Carta dei valori e revisione del codice deontologico: cronaca dell’incontro

01/07/2022 scritto da Jessica Ciofi

Il CNOP è alle prese con questi due grandi obiettivi da realizzare e ha deciso, a mio avviso giustamente, di coinvolgere il più possibile gli iscritti. 

A questo riguardo ha invitato tutti a rispondere ad un questionario sulla revisione del codice e organizzato questa bella iniziativa a Roma il 23 giugno che è possibile rivedere qui e che consiglio vivamente a chi non abbia avuto l’opportunità di partecipare in sede. 

Ho pensato di farne una (relativamente breve) cronaca di quanto io ne ho colto.

Personalmente devo dire che sono rimasta favorevolmente colpita da alcuni punti, il primo è il fatto che siano stati invitati a contribuire alcuni personaggi esterni alla professione: due filosofi, un avvocato costituzionalista, la Presidente del novello Ordine TSRM-PSTRP, il Presidente dell’Associazione tra gli Ordini delle Professioni Italiane. Mi soffermo su questo perché sono convinta che nel momento in cui si parla di valori e di costruzione dell’identità professionale, sia molto utile tenere conto dello sguardo di professioni “altre” che possono apportare ricchezza nelle riflessioni e condivido pienamente l’idea espressa dal Presidente che la carta dei valori debba essere aperta al confronto costruttivo con le altre professioni, sanitarie e non.

Andando in ordine mi hanno poi colpito alcuni concetti espressi dei vari relatori su cui credo valga la pena di soffermarsi, il primo lo ha espresso il nostro Presidente Lazzari: “…c’è un principio giuridico codificato dall’art.3 quater del Codice dell’Ambiente riguardante la nozione di sviluppo sostenibile: ogni attività umana giuridicamente rilevante ai sensi del presente codice deve conformarsi al principio di sviluppo sostenibile al fine di garantire che il soddisfacimento dei bisogni delle generazioni attuali non possa compromettere la qualità della vita e le possibilità delle generazioni future”. Qui il Presidente introduce il concetto di sviluppo psicologico sostenibile e parla della necessità del nostro contributo professionale alla definizione delle linee per la società post-pandemia. Credo che questo sia oltre che un buon proposito, anche un impegno che ci prendiamo nei confronti della società e che siamo chiamati in questo particolare momento storico a svolgere con particolare senso di responsabilità.

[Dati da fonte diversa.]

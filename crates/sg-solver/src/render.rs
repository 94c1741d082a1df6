//! Turning a solver exchange into something to show.
//!
//! Equilibria are numbered and kept in the order the solver returned them;
//! nothing is filtered or reordered.

use std::fmt;

use serde_json::Value;

use crate::error::SolverResult;
use crate::response::{Equilibrium, SolverOutcome};

/// Notice shown when the exchange itself failed.
pub const FAILURE_NOTICE: &str = "An error occurred while calculating equilibrium.";

/// One numbered equilibrium, ready for display.
#[derive(Debug, Clone, PartialEq, Eq)]
pub struct EquilibriumBlock {
    /// 1-based position in the solver's list.
    pub number: usize,
    /// Player 1's strategy, pretty-printed.
    pub p1_strategy: String,
    /// Player 2's strategy, pretty-printed.
    pub p2_strategy: String,
    /// Validity range of Nature's probability.
    pub ro_range: String,
}

/// The display state after an exchange completes.
#[derive(Debug, Clone, PartialEq, Eq)]
pub enum ResultView {
    /// At least one equilibrium was found.
    Equilibria {
        /// Player 1's name at render time.
        p1_name: String,
        /// Player 2's name at render time.
        p2_name: String,
        /// One block per equilibrium, in solver order.
        blocks: Vec<EquilibriumBlock>,
    },
    /// The solver ran and found nothing.
    NoEquilibria,
    /// The solver reported an error; its message is shown verbatim.
    SolverError(String),
    /// The request or response failed; only a generic notice is shown.
    Failure,
}

/// Map a finished exchange to its display state.
pub fn render(result: &SolverResult<SolverOutcome>, p1_name: &str, p2_name: &str) -> ResultView {
    match result {
        Ok(SolverOutcome::Solved(eqs)) if eqs.is_empty() => ResultView::NoEquilibria,
        Ok(SolverOutcome::Solved(eqs)) => ResultView::Equilibria {
            p1_name: p1_name.to_string(),
            p2_name: p2_name.to_string(),
            blocks: eqs
                .iter()
                .enumerate()
                .map(|(i, eq)| block(i + 1, eq))
                .collect(),
        },
        Ok(SolverOutcome::Rejected { message }) => ResultView::SolverError(message.clone()),
        Err(e) => {
            log::warn!("solve failed: {e}");
            ResultView::Failure
        }
    }
}

fn block(number: usize, eq: &Equilibrium) -> EquilibriumBlock {
    EquilibriumBlock {
        number,
        p1_strategy: pretty(&eq.p1_strategy),
        p2_strategy: pretty(&eq.p2_strategy),
        ro_range: eq.ro_range.clone(),
    }
}

fn pretty(value: &Value) -> String {
    serde_json::to_string_pretty(value).unwrap_or_else(|_| value.to_string())
}

impl fmt::Display for ResultView {
    fn fmt(&self, f: &mut fmt::Formatter<'_>) -> fmt::Result {
        match self {
            Self::Equilibria {
                p1_name,
                p2_name,
                blocks,
            } => {
                for (i, b) in blocks.iter().enumerate() {
                    if i > 0 {
                        writeln!(f)?;
                    }
                    writeln!(f, "Equilibrium {}", b.number)?;
                    writeln!(f, "{p1_name} Strategy:")?;
                    writeln!(f, "{}", b.p1_strategy)?;
                    writeln!(f, "{p2_name} Strategy:")?;
                    writeln!(f, "{}", b.p2_strategy)?;
                    write!(f, "Valid Range (ro): {}", b.ro_range)?;
                    if i + 1 < blocks.len() {
                        writeln!(f)?;
                    }
                }
                Ok(())
            }
            Self::NoEquilibria => write!(f, "No Nash Equilibria found."),
            Self::SolverError(message) => write!(f, "Error: {message}"),
            Self::Failure => write!(f, "{FAILURE_NOTICE}"),
        }
    }
}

Il secondo punto che mi preme citare è nell’intervento di Alessandra Ruberto, coordinatrice della Commissione che si occupa della revisione del codice e della stesura della Carta dei valori, è il punto che coglie l’essenza di questa operazione, dice infatti Alessandra: “è il momento di rispolverare il discorso che riguarda la nostra identità professionale e interrogarci su chi siamo e in che direzione stiamo procedendo a partire dalla spina dorsale della professione che è il nostro codice deontologico”.  Molto bella anche l’immagine che il codice sia una figlia di una madre che si chiama Etica e un padre che si chiama Normativa che vivono all’interno della casa del paradigma scientifico e la gestione di questa figlia è complessa ed in continua evoluzione.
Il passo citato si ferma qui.